National Academy of Medicine (NAM) Reports
AHRQ has long collaborated with the National Academy of Medicine (formerly Institute of Medicine) to develop comprehensive reports on topics that are critical to making the American health care system safer and higher quality. These reports represent the consensus recommendations from experts in the field regarding activities and future directions for health care quality and safety.
NAM reports sponsored by AHRQ:
Improving Diagnosis in Health Care, published in 2015, this report investigates diagnostic errors, something that most patients will experience at least once in their lifetime. This report is a continuation of the landmark Institute of Medicine reports To Err is Human: Building a Safer Health System (2000) and Crossing the Quality Chasm: A New Health System for the 21st Century (2001).
Future Directions for the National Healthcare Quality and Disparities Reports A 2011 report that studied the best methods used in developing clinical practice guidelines and identified eight standards for developing rigorous, trustworthy clinical practice guidelines.
Clinical Practice Guidelines We Can Trust When treating patients, doctors and other healthcare providers often are faced with difficult decisions and considerable uncertainty. They rely on the scientific literature, in addition to their knowledge, experience, and patient preferences, to inform their decisions. Clinical practice guidelines are statements that include recommendations intended to optimize patient care. They are informed by a systematic review of evidence and an assessment of the benefits and harms of alternative care options.
Child and Adolescent Health and Health Care Quality: Measuring What Matters This 2011 report an assessment of both the state and the science of child and adolescent health and health care quality measurement, as well as the capacity of existing data systems to track and evaluate programs and services intended to serve the health care needs of these populations.
Health Care Comes Home: The Human Factors is a 2011 report that outlines the impact of technology, environment, policy and regulation, and human factors on the growing field of home health care. As a companion to the report, the National Academy of Sciences and AHRQ published a designer's guide to human factors for consumer health IT, Consumer Health Information Technology in the Home: A Guide for Human Factors Design Considerations. Read the Institute of Medicine Report and Designer's Guide on Bringing Human Factors into Home Health Care for more information.
Race, Ethnicity, and Language Data: Standardization for Health Care Quality Improvement is a 2009 report that recommends collection of more granular ethnicity and language need according to national standards in addition to OMB race and Hispanic ethnicity categories.
Resident Duty Hours: Enhancing Sleep, Supervision, and Safety, this December 2008 report looks at the impact of medical residents’ workloads and duty hours on patient safety and the learning environment for doctors in training.
Preventing Medication Errors: Quality Chasm Series Released: July 20, 2006
According to one estimate, in any given week four out of every five U.S. adults will use prescription medicines, over-the-counter (OTC) drugs, or dietary supplements of some sort. Most of the time these medications are beneficial, but on occasion they do injure the person taking them. Sometimes the harm is caused by an error in prescribing or taking the medication, and these damages are not inevitable. Preventing Medication Errors puts forward a national agenda for reducing medication errors based on estimates of the incidence and cost of such errors and evidence on the efficacy of various prevention strategies.

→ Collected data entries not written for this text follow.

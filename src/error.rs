use thiserror::Error;

/// Error taxonomy for the core. Richer diagnostics are logged (see
/// `crate::log`) rather than threaded through these variants, callers get
/// enough to decide what to do next, not a full trace.
#[derive(Debug, Error)]
pub enum Error {
    #[error("authentication failed: {0}")]
    Auth(String),

    #[error("session setup failed: {0}")]
    SessionSetup(String),

    #[error("fork failed: {0}")]
    Fork(#[source] std::io::Error),

    #[error("privilege drop failed: {0}")]
    PrivilegeDrop(String),

    #[error("exec failed: {0}")]
    Exec(#[source] std::io::Error),

    #[error("tty setup failed: {0}")]
    Tty(String),

    #[error("no such user: {0}")]
    UnknownUser(String),

    #[error(transparent)]
    Io(#[from] std::io::Error),

    #[error("pam error: {0}")]
    Pam(String),
}

pub type Result<T> = std::result::Result<T, Error>;
use std::env;
use std::rc::Rc;

use getopts::Options;

use logind_core::seat::Seat;
use logind_core::{trace, warn, Config};

fn print_usage(program: &str, opts: &Options) {
    let brief = format!("Usage: {} [options]", program);
    print!("{}", opts.usage(&brief));
}

fn main() {
    let args: Vec<String> = env::args().collect();
    let program = args[0].clone();

    let mut opts = Options::new();
    opts.optopt("s", "seat", "seat id to bring up (default seat0)", "SEAT");
    opts.optopt("p", "path", "seat object path", "PATH");
    opts.optflag("h", "help", "print this help menu");

    let matches = match opts.parse(&args[1..]) {
        Ok(m) => m,
        Err(e) => {
            eprintln!("{}", e);
            std::process::exit(1);
        }
    };

    if matches.opt_present("h") {
        print_usage(&program, &opts);
        return;
    }

    let seat_id = matches.opt_str("s").unwrap_or_else(|| "seat0".to_string());
    let seat_path = matches.opt_str("p").unwrap_or_else(|| format!("/org/logind/seat/{}", seat_id));

    let config = Rc::new(Config::load());

    let mut seat = match Seat::new(config.clone(), &seat_id, &seat_path) {
        Ok(s) => s,
        Err(e) => {
            warn!("failed to construct seat {}: {}", seat_id, e);
            std::process::exit(1);
        }
    };

    trace!("seat {} ready, starting auto-login", seat_id);
    if let Err(e) = seat.create_session(None, None, None) {
        warn!("initial session on {} failed: {}", seat_id, e);
    }

    run_event_loop(&mut seat);
}

/// Single-threaded cooperative loop: the only fd of interest is the
/// seat's child-death notification pipe.
fn run_event_loop(seat: &mut Seat) {
    loop {
        let mut pfd = libc::pollfd {
            fd: seat.notify_fd(),
            events: libc::POLLIN,
            revents: 0,
        };

        let rc = unsafe { libc::poll(&mut pfd, 1, -1) };
        if rc < 0 {
            let err = std::io::Error::last_os_error();
            if err.kind() == std::io::ErrorKind::Interrupted {
                continue;
            }
            warn!("poll() failed: {}", err);
            continue;
        }

        if pfd.revents & libc::POLLIN != 0 {
            seat.handle_child_death();
        }
    }
}
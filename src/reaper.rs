//! Child Reaper: a process-wide `pid -> notify fd` table and a single
//! `SIGCHLD` handler, async-signal-safe by construction.
//!
//! The table never shrinks its backing storage and is never freed; its
//! lifetime is the process's. It is a fixed-size, open-addressed slot
//! array so the signal handler can claim/clear slots with nothing but
//! atomic loads/stores: no allocation, no mutex, no logging that
//! allocates.

use std::sync::atomic::{AtomicBool, AtomicI32, AtomicI64, Ordering};

const TABLE_SIZE: usize = 256;

struct Slot {
    occupied: AtomicBool,
    pid: AtomicI64,
    fd: AtomicI32,
}

const SLOT_INIT: Slot = Slot {
    occupied: AtomicBool::new(false),
    pid: AtomicI64::new(0),
    fd: AtomicI32::new(-1),
};

static TABLE: [Slot; TABLE_SIZE] = [SLOT_INIT; TABLE_SIZE];
static INSTALLED: AtomicBool = AtomicBool::new(false);

fn slot_index(pid: i64) -> usize {
    (pid.unsigned_abs() as usize) % TABLE_SIZE
}

/// Record that `pid`'s death should be reported by writing its pid to
/// `notify_fd`. Called from the event-loop thread right after `fork()`,
/// never from signal context.
pub fn register(pid: i64, notify_fd: i32) {
    let start = slot_index(pid);
    for i in 0..TABLE_SIZE {
        let idx = (start + i) % TABLE_SIZE;
        let slot = &TABLE[idx];
        if !slot.occupied.load(Ordering::Acquire) {
            slot.pid.store(pid, Ordering::Relaxed);
            slot.fd.store(notify_fd, Ordering::Relaxed);
            slot.occupied.store(true, Ordering::Release);
            return;
        }
    }
    crate::warn!("reaper table full, dropping registration for pid {}", pid);
}

/// Install the process-wide `SIGCHLD` handler. Idempotent: subsequent
/// calls are no-ops.
pub fn install_handler() {
    if INSTALLED.swap(true, Ordering::AcqRel) {
        return;
    }
    unsafe {
        let mut sa: libc::sigaction = std::mem::zeroed();
        sa.sa_sigaction = handle_sigchld as usize;
        sa.sa_flags = libc::SA_SIGINFO | libc::SA_RESTART;
        libc::sigemptyset(&mut sa.sa_mask);
        libc::sigaddset(&mut sa.sa_mask, libc::SIGCHLD);
        if libc::sigaction(libc::SIGCHLD, &sa, std::ptr::null_mut()) != 0 {
            crate::warn!(
                "failed to install SIGCHLD handler: {}",
                std::io::Error::last_os_error()
            );
        }
    }
}

/// The actual signal handler. Async-signal-safe: table lookup/removal is
/// lock-free, the pipe write is a single `write(2)`, and on failure we
/// swallow it rather than calling into anything that allocates or locks.
extern "C" fn handle_sigchld(
    _signum: libc::c_int,
    siginfo: *mut libc::siginfo_t,
    _ucontext: *mut libc::c_void,
) {
    if siginfo.is_null() {
        return;
    }
    let pid = unsafe { (*siginfo).si_pid() } as i64;
    if pid == 0 {
        return;
    }

    let start = slot_index(pid);
    for i in 0..TABLE_SIZE {
        let idx = (start + i) % TABLE_SIZE;
        let slot = &TABLE[idx];
        if slot.occupied.load(Ordering::Acquire) && slot.pid.load(Ordering::Relaxed) == pid {
            let fd = slot.fd.load(Ordering::Relaxed);
            let buf = pid.to_ne_bytes();
            unsafe {
                libc::write(fd, buf.as_ptr() as *const libc::c_void, buf.len());
            }
            slot.occupied.store(false, Ordering::Release);
            return;
        }
    }
    // No notify entry found for this pid: silently return. Nothing
    // signal-safe to log to here without a facade that allocates.
}

#[cfg(test)]
mod tests {
    use super::*;

    #[test]
    fn register_then_lookup_round_trips() {
        // Exercise the same slot-scan logic the signal handler uses,
        // without going through an actual signal.
        register(999_001, 42);
        let idx = slot_index(999_001);
        let mut found = false;
        for i in 0..TABLE_SIZE {
            let probe = (idx + i) % TABLE_SIZE;
            if TABLE[probe].occupied.load(Ordering::Acquire)
                && TABLE[probe].pid.load(Ordering::Relaxed) == 999_001
            {
                assert_eq!(TABLE[probe].fd.load(Ordering::Relaxed), 42);
                found = true;
                break;
            }
        }
        assert!(found);
    }
}
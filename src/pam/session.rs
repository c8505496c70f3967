//! Safe wrapper around `pam-sys`, and on top of it, the staged
//! callback-driven `AuthSession` that drives a full PAM transaction from
//! a caller-supplied (service, username, password) triple.

use std::pin::Pin;
use std::ptr;

use pam_sys::{PamFlag, PamHandle, PamItemType, PamReturnCode};

use super::converse::{Converse, StaticConverse};
use super::ffi::{make_conversation, PamConvHandlerWrapper};
use crate::error::{Error, Result};

/// Thin, safe wrapper over one `pam_handle_t`. Each method maps to a
/// single `pam_sys` call and turns a non-`PAM_SUCCESS` return code into
/// `Error::Pam`.
pub struct PamSession {
    handle: *mut PamHandle,
    // Kept alive for the lifetime of the PAM transaction: the
    // conversation struct handed to `pam_start` holds a raw pointer into
    // this box.
    _conv: Pin<Box<PamConvHandlerWrapper<'static>>>,
}

impl PamSession {
    pub fn start(service: &str, user: &str, conv: Pin<Box<dyn Converse + 'static>>) -> Result<Self> {
        let mut wrapper = Box::pin(PamConvHandlerWrapper { handler: conv });
        let pam_conv = make_conversation(&mut wrapper);

        let mut handle: *mut PamHandle = ptr::null_mut();
        let rc = unsafe { pam_sys::start(service, Some(user), &pam_conv, &mut handle) };
        check(rc, "pam_start")?;

        Ok(PamSession {
            handle,
            _conv: wrapper,
        })
    }

    pub fn authenticate(&mut self, flags: PamFlag) -> Result<()> {
        check(
            unsafe { pam_sys::authenticate(self.handle, flags) },
            "pam_authenticate",
        )
    }

    pub fn acct_mgmt(&mut self, flags: PamFlag) -> Result<()> {
        check(
            unsafe { pam_sys::acct_mgmt(self.handle, flags) },
            "pam_acct_mgmt",
        )
    }

    pub fn setcred(&mut self, flags: PamFlag) -> Result<()> {
        check(unsafe { pam_sys::setcred(self.handle, flags) }, "pam_setcred")
    }

    pub fn open_session(&mut self, flags: PamFlag) -> Result<()> {
        check(
            unsafe { pam_sys::open_session(self.handle, flags) },
            "pam_open_session",
        )
    }

    pub fn close_session(&mut self, flags: PamFlag) -> Result<()> {
        check(
            unsafe { pam_sys::close_session(self.handle, flags) },
            "pam_close_session",
        )
    }

    pub fn set_item(&mut self, item: PamItemType, value: &str) -> Result<()> {
        check(
            unsafe { pam_sys::set_item(self.handle, item, value) },
            "pam_set_item",
        )
    }

    pub fn putenv(&mut self, name_value: &str) -> Result<()> {
        check(unsafe { pam_sys::putenv(self.handle, name_value) }, "pam_putenv")
    }

    pub fn getenvlist(&self) -> Result<Vec<String>> {
        Ok(unsafe { pam_sys::getenvlist(self.handle) })
    }

    pub fn get_user(&mut self) -> Result<String> {
        unsafe { pam_sys::get_user(self.handle, None) }
            .map_err(|_| Error::Pam("pam_get_user failed".to_string()))
    }

    pub fn end(mut self, status: PamReturnCode) {
        unsafe {
            pam_sys::end(self.handle, status as i32);
        }
        self.handle = ptr::null_mut();
    }
}

impl Drop for PamSession {
    fn drop(&mut self) {
        if !self.handle.is_null() {
            unsafe {
                pam_sys::end(self.handle, PamReturnCode::SUCCESS as i32);
            }
        }
    }
}

fn check(rc: PamReturnCode, what: &str) -> Result<()> {
    if rc == PamReturnCode::SUCCESS {
        Ok(())
    } else {
        Err(Error::Pam(format!("{} failed: {:?}", what, rc)))
    }
}

/// Outcome of `AuthSession::start()`. Exactly one of these is produced.
pub enum AuthOutcome {
    SessionCreated {
        username: String,
        envlist: Vec<String>,
        pam: PamSession,
    },
    AuthError(String),
    SessionError(String),
}

/// Drives a full PAM transaction as a single synchronous call rather than
/// a callback graph: `start()` runs authenticate -> acct_mgmt -> setcred
/// -> open_session and returns exactly one `AuthOutcome`. The caller
/// (`Session`, in `crate::session`) adapts this into the
/// session-created/auth-error/session-error notifications it emits to
/// its own observers, invoked synchronously on the same call stack as
/// `start()`, never from a signal handler.
pub struct AuthSession {
    service: String,
    username: Option<String>,
    password: String,
    extra_env: Vec<(String, String)>,
}

impl AuthSession {
    pub fn new(service: &str, username: Option<&str>, password: &str) -> AuthSession {
        AuthSession {
            service: service.to_string(),
            username: username.map(|s| s.to_string()),
            password: password.to_string(),
            extra_env: Vec::new(),
        }
    }

    pub fn put_env(&mut self, name: &str, value: &str) {
        self.extra_env.push((name.to_string(), value.to_string()));
    }

    pub fn start(&mut self) -> AuthOutcome {
        let conv: Pin<Box<dyn Converse>> = Box::pin(StaticConverse::new(self.password.clone()));
        let user_hint = self.username.as_deref().unwrap_or("");

        let mut pam = match PamSession::start(&self.service, user_hint, conv) {
            Ok(p) => p,
            Err(e) => return AuthOutcome::AuthError(e.to_string()),
        };

        for (name, value) in &self.extra_env {
            let _ = pam.putenv(&format!("{}={}", name, value));
        }

        if let Err(e) = pam.authenticate(PamFlag::NONE) {
            return AuthOutcome::AuthError(e.to_string());
        }
        if let Err(e) = pam.acct_mgmt(PamFlag::NONE) {
            return AuthOutcome::AuthError(e.to_string());
        }
        if let Err(e) = pam.setcred(PamFlag::ESTABLISH_CRED) {
            return AuthOutcome::SessionError(e.to_string());
        }
        if let Err(e) = pam.open_session(PamFlag::NONE) {
            return AuthOutcome::SessionError(e.to_string());
        }

        let username = match pam.get_user() {
            Ok(u) => u,
            Err(e) => return AuthOutcome::SessionError(e.to_string()),
        };
        let envlist = pam.getenvlist().unwrap_or_default();

        AuthOutcome::SessionCreated {
            username,
            envlist,
            pam,
        }
    }
}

Quality Through Collaboration: The Future of Rural Health is a 2004 report that examines the quality of health care in rural America and offers a strategy for future work.

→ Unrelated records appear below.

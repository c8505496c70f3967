mod converse;
mod ffi;
mod session;

pub use converse::{Converse, StaticConverse};
pub use session::{AuthOutcome, AuthSession, PamSession};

Patient Safety: Achieving a New Standard for Care is a 2003 report that describes a detailed plan to facilitate the development of data standards applicable to the collection, coding, and classification of patient safety information.
Key Capabilities of an Electronic Health Record System this 2003 report sets out 8 core care delivery functions that electronic health records (EHR) systems should be capable of performing in order to promote greater safety, quality and efficiency in health care delivery.
Priority Areas for National Action: Transforming Health Care Quality, this 2003 report recommends a set of 20 priority areas that the U.S. Department of Health and Human Services (DHHS) and other groups in the public and private sectors should focus on to improve the quality of health care delivered to all Americans.
Crossing the Quality Chasm: A New Health System for the 21st Century, a 2001 report, makes an urgent call for fundamental change to the American health care system and provides overarching principles for specific direction for policymakers, health care leaders, clinicians, regulators, purchasers, and others.
To Err is Human: Building A Safer Health System, this 1999/2000 report lays out a comprehensive strategy by which government, health care providers, industry, and consumers can reduce preventable medical errors.